La fumée était si épaisse qu'Ozerel n'y voyait plus rien. Par contre, il entendait toujours la voix caverneuse du mage réciter des incantations. Quand il se tut, la fumée fut comme aspirée en direction du chaudron. Elle disparut à l'intérieur. Le général fixa la main crochue levée au-dessus du liquide bouillonnant. Elle était vide. Le médaillon et la chaîne avaient disparu ! Ozerel demanda :

— Et à présent ?

— Le sortilège est en place...

Le mage replongea ses yeux dans le bouillonnant chaudron et resta cette fois totalement immobile. Le général des démons comprit qu'il était entré en transe !

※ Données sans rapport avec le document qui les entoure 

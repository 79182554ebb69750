//! Regridding of stored sample data into rectangular, range-aligned blocks.
//!
//! A query on a [`ChannelStore`] goes through three steps, each performed
//! only when the data actually needs it: resampling to a common sample
//! interval, shifting to a common sample offset, and re-interpolating onto
//! the range grid of a common sound speed. The result is a
//! [`ProcessedData`] block with a single range vector valid for every ping.
use ndarray::Array2;

#[cfg(feature = "serde")]
use serde::{Deserialize, Serialize};

use crate::calibration::{CalParam, Calibration};
use crate::enums::{DataKind, ResampleInterval, SampleProperty};
use crate::errors::*;
use crate::resample;
use crate::store::{gather_rows, ChannelStore, PingSelection};

/// Options for the plain sample queries ([`ChannelStore::get_power`],
/// [`ChannelStore::get_electrical_angles`]).
#[derive(Debug, Clone, Default, PartialEq)]
pub struct GetOptions {
    pub resample_interval: ResampleInterval,
    pub selection: PingSelection,
}

/// A rectangular block of converted sample data with one range vector.
///
/// All rows share `sample_thickness`, `sample_offset` and `sound_velocity`;
/// `data_type` and `is_log` describe the physical quantity in `data`.
#[derive(Debug, Clone, PartialEq)]
#[cfg_attr(feature = "serde", derive(Serialize, Deserialize))]
pub struct ProcessedData {
    /// The identifiers of the channel(s) the data came from.
    pub channel_id: Vec<String>,
    /// Transmit frequency in Hz (of the first stored ping).
    pub frequency: f64,
    /// Millisecond UTC timestamp per row.
    pub ping_time: Vec<i64>,
    /// The sample data, one row per selected ping.
    pub data: Array2<f64>,
    /// Range in meters from the transducer face per column (or depth,
    /// once a conversion relabeled the vertical axis).
    pub range: Vec<f64>,
    /// Whether `range` is depth below the surface rather than range from
    /// the transducer.
    pub range_is_depth: bool,
    /// The common sound speed in m/s.
    pub sound_velocity: f64,
    /// The vertical size of one sample in meters.
    pub sample_thickness: f64,
    /// The common sample offset all rows were aligned to.
    pub sample_offset: f64,
    /// The physical quantity in `data`.
    pub data_type: DataKind,
    /// Whether `data` is in log (dB) units.
    pub is_log: bool,
}

impl ProcessedData {
    /// The number of pings (rows).
    pub fn n_pings(&self) -> usize {
        self.data.nrows()
    }

    /// The number of samples per ping (columns).
    pub fn n_samples(&self) -> usize {
        self.data.ncols()
    }

    #[cfg(feature = "to_json")]
    pub fn to_json(&self) -> Result<String, EchoError> {
        serde_json::to_string(&self).map_err(EchoError::SerdeError)
    }
}

impl std::fmt::Display for ProcessedData {
    fn fmt(&self, fmt: &mut std::fmt::Formatter<'_>) -> std::fmt::Result {
        writeln!(
            fmt,
            "{} data for {:?}: {} pings x {} samples",
            self.data_type,
            self.channel_id,
            self.n_pings(),
            self.n_samples()
        )
    }
}

impl ChannelStore {
    /// Get the stored power as a rectangular grid.
    ///
    /// All pings are resampled to one sample thickness, aligned to one
    /// sample offset and regridded to one sound speed, so the rows of the
    /// result are directly comparable. Calls return much faster when the
    /// raw data already share those three parameters.
    pub fn get_power(
        &self,
        calibration: Option<&Calibration>,
        options: &GetOptions,
    ) -> Result<ProcessedData, EchoError> {
        let (grid, _indices) = self.sample_data(
            SampleProperty::Power,
            calibration,
            options.resample_interval,
            &options.selection,
        )?;
        Ok(grid)
    }

    /// Build the rectangular grid for one stored sample property, also
    /// returning the selected row indices for further per-ping resolution.
    pub fn sample_data(
        &self,
        property: SampleProperty,
        calibration: Option<&Calibration>,
        resample_interval: ResampleInterval,
        selection: &PingSelection,
    ) -> Result<(ProcessedData, Vec<usize>), EchoError> {
        let indices = self.get_indices(selection)?;

        let matrix = match property {
            SampleProperty::Power => self.power.as_ref(),
            SampleProperty::AnglesAlongshipE => self.angles_alongship_e.as_ref(),
            SampleProperty::AnglesAthwartshipE => self.angles_athwartship_e.as_ref(),
        }
        .ok_or_else(|| EchoError::UnknownProperty {
            name: property.name().to_string(),
        })?;

        let data_type = match property {
            SampleProperty::Power => DataKind::Power,
            SampleProperty::AnglesAlongshipE => DataKind::AnglesAlongshipE,
            SampleProperty::AnglesAthwartshipE => DataKind::AnglesAthwartshipE,
        };
        let is_log = property == SampleProperty::Power;

        if indices.is_empty() {
            let grid = ProcessedData {
                channel_id: self.channel_id.clone(),
                frequency: self.frequency.first().copied().unwrap_or(f64::NAN),
                ping_time: Vec::new(),
                data: Array2::from_elem((0, 0), f64::NAN),
                range: Vec::new(),
                range_is_depth: false,
                sound_velocity: f64::NAN,
                sample_thickness: f64::NAN,
                sample_offset: 0.0,
                data_type,
                is_log,
            };
            return Ok((grid, indices));
        }

        let intervals = self.calibration_param(calibration, CalParam::SampleInterval, &indices)?;
        let sound_velocities =
            self.calibration_param(calibration, CalParam::SoundVelocity, &indices)?;
        let offsets = self.calibration_param(calibration, CalParam::SampleOffset, &indices)?;

        let unique_offsets = unique_non_nan(&offsets);
        let min_offset = unique_offsets.first().copied().unwrap_or(0.0);
        let unique_intervals = unique_non_nan(&intervals);

        let gathered = gather_rows(matrix, &indices);

        // Step one and two: a common sample interval and a common offset.
        let (mut output, sample_interval) = if unique_intervals.len() > 1 {
            resample::vertical_resample(
                &gathered,
                &intervals,
                &unique_intervals,
                resample_interval,
                &offsets,
                min_offset,
                property == SampleProperty::Power,
            )?
        } else {
            let sample_interval = unique_intervals.first().copied().unwrap_or(f64::NAN);
            if unique_offsets.len() > 1 {
                (
                    resample::vertical_shift(&gathered, &offsets, &unique_offsets, min_offset),
                    sample_interval,
                )
            } else {
                (gathered, sample_interval)
            }
        };

        // Step three: a common sound speed. With mixed speeds the speed
        // carried by the most pings wins (ties to the smallest), and every
        // other row is interpolated onto its range grid.
        let unique_speeds = unique_non_nan(&sound_velocities);
        let sound_velocity = if unique_speeds.len() > 1 {
            let mut best = unique_speeds[0];
            let mut best_count = 0usize;
            for &speed in &unique_speeds {
                let count = sound_velocities.iter().filter(|&&v| v == speed).count();
                if count > best_count {
                    best_count = count;
                    best = speed;
                }
            }
            let columns = output.ncols();
            let range = range_vector(columns, sample_interval, best, min_offset);
            for (row, &speed) in sound_velocities.iter().enumerate() {
                if speed.is_nan() || speed == best {
                    continue;
                }
                let row_range = range_vector(columns, sample_interval, speed, min_offset);
                let values: Vec<f64> = output.row(row).to_vec();
                let interpolated = resample::interp_row(&range, &row_range, &values);
                for (col, value) in interpolated.into_iter().enumerate() {
                    output[[row, col]] = value;
                }
            }
            best
        } else {
            unique_speeds.first().copied().unwrap_or(f64::NAN)
        };

        let range = range_vector(output.ncols(), sample_interval, sound_velocity, min_offset);
        let sample_thickness = sample_interval * sound_velocity / 2.0;

        let grid = ProcessedData {
            channel_id: self.channel_id.clone(),
            frequency: self.frequency.first().copied().unwrap_or(f64::NAN),
            ping_time: indices.iter().map(|&i| self.ping_time[i]).collect(),
            data: output,
            range,
            range_is_depth: false,
            sound_velocity,
            sample_thickness,
            sample_offset: min_offset,
            data_type,
            is_log,
        };
        Ok((grid, indices))
    }
}

/// The non-corrected range vector for a sample grid.
pub(crate) fn range_vector(
    num_samples: usize,
    sample_interval: f64,
    sound_speed: f64,
    sample_offset: f64,
) -> Vec<f64> {
    let thickness = sample_interval * sound_speed / 2.0;
    (0..num_samples)
        .map(|k| (k as f64 + sample_offset) * thickness)
        .collect()
}

/// The distinct non-NaN values of a vector, ascending.
pub(crate) fn unique_non_nan(values: &[f64]) -> Vec<f64> {
    let mut unique: Vec<f64> = values.iter().copied().filter(|v| !v.is_nan()).collect();
    unique.sort_by(|a, b| a.partial_cmp(b).unwrap_or(std::cmp::Ordering::Equal));
    unique.dedup();
    unique
}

Manoir d'Ikryl - Cachot d'Abeth

Le chef des grottes jaunes gisait enchaîné sur la paille d'un infâme grabat, il somnolait. Il se réveilla brusquement. Son esprit était confus, il eut du mal à se souvenir des événements qui l'avaient conduit dans ce cachot. Alors qu'il s'interrogeait, il sentit une brûlure intense irradier son torse. Il porta ses mains à sa poitrine. La douleur était telle qu'il hurla !

Il en déchira le tissu de sa chemise. Puis il baissa les yeux. Sur sa peau venait d'apparaître une trace de brûlure en forme d'étoile. Des signes cabalistiques l'entouraient. Puis cela disparut ainsi que la douleur. Une voix résonna dans sa tête, elle s'adressait à lui :

"J'ai fait quelque chose pour toi, Abeth. Je t'ai donné la force nécessaire pour que tu serves mes desseins !"

Le chef des grottes jaunes n'était pas effrayé, il restait pragmatique.

"J'y gagne quoi ?" demanda-t-il

La voix lui susurra tous les avantages dont il bénéficierait. Elle conclut ainsi :

"Attention, tu ne dois pas agir sans discernement ! Attends le bon moment pour passer à l'action !"

Abeth était attentif, Abeth écoutait. Son âme, noyée dans d'obscures pensées, avait définitivement basculé du mauvais côté.

Dans les douves, le dragon s'était endormi. Il somnolait sur un fond vaseux couvert d'algues brunes. Brusquement, il ouvrit les yeux. Ceux-ci étincelèrent un bref instant. Le Kurior sentit que quelque chose n'allait pas. Son instinct lui révéla ce qui le perturbait : il ne sentait plus la présence du maître !

Il nagea vers la surface et sortit de l'eau, leva son museau vers le ciel clair et huma les senteurs environnantes. L'une d'elle, discrète mais tenace, l'alerta, ses relents méphitiques ne lui plaisaient guère, mal à l'aise, il siffla... Puis une certitude au milieu de tout ceci s'imposa à lui : il devait rejoindre Ovaïa…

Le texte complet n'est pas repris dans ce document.